Try it: Could you set down every record exactly as it appears?

(Supplied data)

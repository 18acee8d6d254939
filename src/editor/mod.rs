// src/editor/mod.rs

//! Interactive editing controller.
//!
//! The [`Editor`] owns the graph model, the node table, the connection
//! store and the selection controller, and is the only thing that mutates
//! them. Input arrives as discrete [`EditorEvent`]s; each call to
//! [`Editor::step`] applies one event synchronously and returns the
//! [`EditorCommand`]s a renderer needs to catch up. There is no queued or
//! asynchronous mutation path, so every event observes the state left by
//! the previous one.

use crate::layout::geometry::{Point, Rect};
use crate::routing::anchor::AnchorRef;
use crate::routing::path::ConnectorPath;
use crate::routing::store::ConnectionId;
use crate::types::JobId;

/// Input events, as delivered by a rendering front end.
#[derive(Debug, Clone, PartialEq)]
pub enum EditorEvent {
    /// Primary button pressed. `modifier` is the multi-select key (ctrl).
    PointerPressed { at: Point, modifier: bool },
    /// Pointer moved (with or without a button held).
    PointerMoved { at: Point },
    /// Primary button released.
    PointerReleased { at: Point },
    /// The multi-select key was released.
    ModifierReleased,
    /// Delete every selected node.
    DeleteSelected,
}

/// Instructions for the renderer, produced by the editor.
#[derive(Debug, Clone, PartialEq)]
pub enum EditorCommand {
    /// Selection membership changed; carries the full new selection.
    SelectionChanged(Vec<JobId>),
    /// Draw (or clear) the rubber-band rectangle.
    SelectionRect(Option<Rect>),
    /// These nodes have new boxes in the node table.
    NodesMoved(Vec<JobId>),
    /// Every connection path was re-derived.
    ConnectionsRerouted,
    /// Draw (or clear) the in-progress connection.
    ConnectionPreview(Option<ConnectorPath>),
    /// Highlight the current snap target (or clear the highlight).
    HighlightAnchor(Option<AnchorRef>),
    ConnectionAdded(ConnectionId),
    ConnectionRemoved(ConnectionId),
    NodesRemoved(Vec<JobId>),
}

/// Result of handling a single [`EditorEvent`].
#[derive(Debug, Clone, Default, PartialEq)]
pub struct EditorStep {
    pub commands: Vec<EditorCommand>,
}

impl EditorStep {
    pub fn push(&mut self, command: EditorCommand) {
        self.commands.push(command);
    }

    pub fn is_empty(&self) -> bool {
        self.commands.is_empty()
    }
}

pub mod core;
pub mod event_handlers;
pub mod selection;

pub use self::core::Editor;
pub use selection::{SelectionController, SelectionState};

(End Supplied data)

Solution to this exercise:
repository 18acee8d6d254939
filename src/editor/mod.rs
// src/editor/mod.rs

//! Interactive editing controller.
//!
//! The [`Editor`] owns the graph model, the node table, the connection
//! store and the selection controller, and is the only thing that mutates
//! them. Input arrives as discrete [`EditorEvent`]s; each call to
//! [`Editor::step`] applies one event synchronously and returns the
//! [`EditorCommand`]s a renderer needs to catch up. There is no queued or
//! asynchronous mutation path, so every event observes the state left by
//! the previous one.

use crate::layout::geometry::{Point, Rect};
use crate::routing::anchor::AnchorRef;
use crate::routing::path::ConnectorPath;
use crate::routing::store::ConnectionId;
use crate::types::JobId;

/// Input events, as delivered by a rendering front end.
#[derive(Debug, Clone, PartialEq)]
pub enum EditorEvent {
    /// Primary button pressed. `modifier` is the multi-select key (ctrl).
    PointerPressed { at: Point, modifier: bool },
    /// Pointer moved (with or without a button held).
    PointerMoved { at: Point },
    /// Primary button released.
    PointerReleased { at: Point },
    /// The multi-select key was released.
    ModifierReleased,
    /// Delete every selected node.
    DeleteSelected,
}

/// Instructions for the renderer, produced by the editor.
#[derive(Debug, Clone, PartialEq)]
pub enum EditorCommand {
    /// Selection membership changed; carries the full new selection.
    SelectionChanged(Vec<JobId>),
    /// Draw (or clear) the rubber-band rectangle.
    SelectionRect(Option<Rect>),
    /// These nodes have new boxes in the node table.
    NodesMoved(Vec<JobId>),
    /// Every connection path was re-derived.
    ConnectionsRerouted,
    /// Draw (or clear) the in-progress connection.
    ConnectionPreview(Option<ConnectorPath>),
    /// Highlight the current snap target (or clear the highlight).
    HighlightAnchor(Option<AnchorRef>),
    ConnectionAdded(ConnectionId),
    ConnectionRemoved(ConnectionId),
    NodesRemoved(Vec<JobId>),
}

/// Result of handling a single [`EditorEvent`].
#[derive(Debug, Clone, Default, PartialEq)]
pub struct EditorStep {
    pub commands: Vec<EditorCommand>,
}

impl EditorStep {
    pub fn push(&mut self, command: EditorCommand) {
        self.commands.push(command);
    }

    pub fn is_empty(&self) -> bool {
        self.commands.is_empty()
    }
}

pub mod core;
pub mod event_handlers;
pub mod selection;

pub use self::core::Editor;
pub use selection::{SelectionController, SelectionState};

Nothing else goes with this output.